Some conservative political pundits are criticizing Romney for seemingly trying to run out the clock. That is, playing it safe and allowing the economy to defeat Obama for him. Romney needs to be bold, this school of thought goes, in order to beat Obama.

I don’t think that’s true. I think it is quite possible that Romney could win the presidency by playing it safe and taking very few risks.

But merely winning isn’t sufficient. America’s fiscal trajectory is unsustainable. Our entitlement programs contain tens of trillions of dollars of unfunded liabilities that make our $15 trillion debt look manageable by comparison. Major entitlement reform will have to be the central domestic focus of our next president.

This isn’t a popular position. Conventional political wisdom dictates that it is political suicide to campaign on a platform to seriously reform — and scale back — Medicare and Social Security. (RELATED: Full coverage of the Romney campaign)

But it must be done or we’re finished as a great power, which is why Mitt Romney needs to make this a choice election. Winning isn’t good enough — he must win on a platform that makes clear, specifically, how his presidency will reform entitlements and get America back on path to lead the 21st century.

This is why of all the choices he has for his vice presidential pick, House Budget Chairman Paul Ryan and New Jersey Gov. Chris Christie are far and away his best to signal the type of choice election we need to have.

Other candidates may be more exciting (Marco Rubio) or potentially politically advantageous (Marco Rubio). But Ryan and Christie epitomize, in slightly different ways, one side of the choice America should be given.

Ryan, of course, is the author of the House budget plan that seeks to reform Medicare and get our fiscal house in order. It is a deadly serious plan, even if I think it could go further. But no politician knows the facts of our looming fiscal disaster better than Ryan. He is able to articulate what needs to be done and why.
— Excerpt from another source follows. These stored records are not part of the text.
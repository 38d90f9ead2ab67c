//! External collaborator interfaces (spec.md §6): the persistent store and
//! fetch transport the core queries but never implements. Archive
//! extraction, SQL, and wire transports are out of scope (spec.md §1); only
//! the shape of the calls the core makes is defined here.

use crate::package::{Package, Uid};
use depsolve_core::Result;
use std::path::{Path, PathBuf};
use std::sync::Arc;

/// How a request pattern should be matched against a package name/uid.
#[derive(Debug, Clone, Copy, PartialEq, Eq, Hash)]
pub enum MatchKind {
    /// Exact uid or name match.
    Exact,
    /// Shell-style glob.
    Glob,
    /// Regular expression.
    Regex,
    /// An internally-synthesized pattern (e.g. a dependency uid lookup),
    /// never shown to the user and never subject to ambiguity prompts.
    Internal,
    /// Match every package (used by `Upgrade All` / `Autoremove`).
    All,
}

/// Which lazily-populated fields of a `Package` to fill in.
#[derive(Debug, Clone, Copy, Default, PartialEq, Eq)]
pub struct LoadMask {
    pub files: bool,
    pub dirs: bool,
    pub rdeps: bool,
}

impl LoadMask {
    #[must_use]
    pub const fn all() -> Self {
        Self {
            files: true,
            dirs: true,
            rdeps: true,
        }
    }
}

/// Locking mode requested around the write phase (spec.md §5:
/// `PKGDB_LOCK_EXCLUSIVE`).
#[derive(Debug, Clone, Copy, PartialEq, Eq)]
pub enum LockMode {
    Shared,
    Exclusive,
}

/// The persistent package database / repository catalog collaborator.
///
/// No wire format or SQL schema is prescribed by this core (spec.md §1); a
/// host implements this trait however its storage layer works.
pub trait PackageStore: Send + Sync {
    /// Query the local database for packages matching `pattern`.
    fn query(&self, pattern: &str, match_kind: MatchKind) -> Vec<Arc<Package>>;

    /// Query the local database with a host-defined filter fragment (e.g. a
    /// SQL `WHERE` clause) plus bound parameters.
    fn query_cond(
        &self,
        filter_fragment: &str,
        params: &[&str],
        match_kind: MatchKind,
    ) -> Vec<Arc<Package>>;

    /// Ensure the given lazily-populated fields are loaded on `pkg`.
    fn ensure_loaded(&self, pkg: &Package, fields: LoadMask) -> Result<()>;

    /// Query a specific remote repository for packages matching `pattern`.
    fn repo_query(&self, pattern: &str, match_kind: MatchKind, repo_name: &str) -> Vec<Arc<Package>>;

    /// Query a specific remote repository for providers of a shared-library
    /// soname.
    fn repo_shlib_provide(&self, soname: &str, repo_name: &str) -> Vec<Arc<Package>>;

    /// Look up which locally-installed package owns `path`, if any.
    fn file_path_owner(&self, path: &Path) -> Option<Uid>;

    /// Names of the configured remote repositories, in priority order
    /// (lowest index wins ties, per spec.md §4.B `select_candidate`).
    fn repo_names(&self) -> Vec<Arc<str>>;

    /// Signal the start of a solver session (spec.md §4.H).
    fn begin_solver(&self);

    /// Signal the end of a solver session.
    fn end_solver(&self);

    /// Acquire the persistent-store write lock before `execute` (spec.md §5).
    fn upgrade_lock(&self, mode: LockMode) -> Result<()>;

    /// Release a previously acquired lock.
    fn release_lock(&self);

    /// Apply the accumulated replacement table after a successful solve
    /// (spec.md §3 Replacement table).
    fn apply_replacements(&self, replacements: &[(Uid, Uid)]) -> Result<()>;
}

/// The fetch/mirror transport collaborator (spec.md §6). HTTP/SSH/FILE
/// transports and signature verification are out of scope; only the call
/// shape is defined here.
pub trait FetchTransport: Send + Sync {
    /// Download `pkg`'s archive to `dest`.
    fn fetch_package(&self, pkg: &Package, dest: &Path) -> Result<()>;

    /// Mirror `pkg`'s archive into a local repository directory.
    fn mirror_package(&self, pkg: &Package, dir: &Path) -> Result<()>;

    /// Path `pkg`'s archive would be cached at, whether or not it exists yet.
    fn cached_path(&self, pkg: &Package) -> PathBuf;
}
Perhaps most crucially, his inclusion on the ticket will make clear what a Romney-Ryan administration will be all about. A win will be far more than just a win — it will be a mandate for fundamental structural change to our entitlement programs and our fiscal situation.

In a slightly different way, Christie also fits this bill. Not quite the intellectual leader on these issues that Ryan is, Christie is simply a leader. Since being elected governor of Democratic New Jersey in 2009, Christie has fought for fiscal reform — particularly of New Jersey’s unsustainable public employee pension and benefit program — and achieved it.
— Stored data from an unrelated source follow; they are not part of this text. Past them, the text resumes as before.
//! Benchmarks the scheduler's cycle-break + topological-sort pipeline
//! (spec.md §4.G) over a linear dependency chain of increasing length.

use criterion::{BenchmarkId, Criterion, black_box, criterion_group, criterion_main};
use depsolve_bench::scenarios::universe_with_chain;
use depsolve_scheduler::{Job, JobGraph};
use depsolve_test_utils::store::MemoryStore;
use std::sync::Arc;

fn bench_schedule(c: &mut Criterion) {
    let mut group = c.benchmark_group("JobGraph::schedule");
    for n in [10usize, 100, 500] {
        let store = Arc::new(MemoryStore::new());
        let (universe, ids) = universe_with_chain(store, n);
        let jobs: Vec<Job> = ids.iter().map(|&id| Job::install(id)).collect();

        group.bench_with_input(BenchmarkId::from_parameter(n), &n, |b, _| {
            b.iter_batched(
                || JobGraph::new(jobs.clone()),
                |mut graph| {
                    black_box(graph.schedule(&universe).unwrap());
                },
                criterion::BatchSize::SmallInput,
            );
        });
    }
    group.finish();
}

criterion_group!(benches, bench_schedule);
criterion_main!(benches);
The change he brought about was never thought to be popular. It should have been politically ruinous. But he explained to his constituents, often boisterously, the impossibility of allowing business to go on as usual. They listened. His approval rating is as high as it has ever been, with 56 percent of New Jerseyans approving of his performance and only 33 percent disapproving, according to a May poll.

Christie also has the ability, in his own very unique way, to explain why such fundamental changes to America’s entitlements are needed. Like a win for a Romney-Ryan ticket, a win for Romney-Christie would be a mandate for the type of tough change necessary to save America from fiscal ruin.

Seasoned political hands would argue that picking Ryan especially would be politically idiotic. Even though Romney has come out in favor of Ryan’s budget, tying himself closer to it by placing Ryan on the ticket would further empower liberal interest groups to demagogue the ticket as one that wants to kill orphans and old people.

But it would be an empty victory if Romney won without such a mandate for major reform. Much better to give Americans a choice and let them decide their fate — will we make difficult choices and thrive, or stick our head in the sand and decline?

Reports suggest that Romney could make his VP selection early, possibly even next week. Let’s hope he makes the politically risky, but necessary, decision to signal that this race is about change — and not the ephemeral and ill-defined change of 2008 Obama, but real change. Change that is painful and difficult, but necessary and ultimately rewarding. The type of change we need to keep America thriving economically and militarily atop of the world stage as far as the eye can see.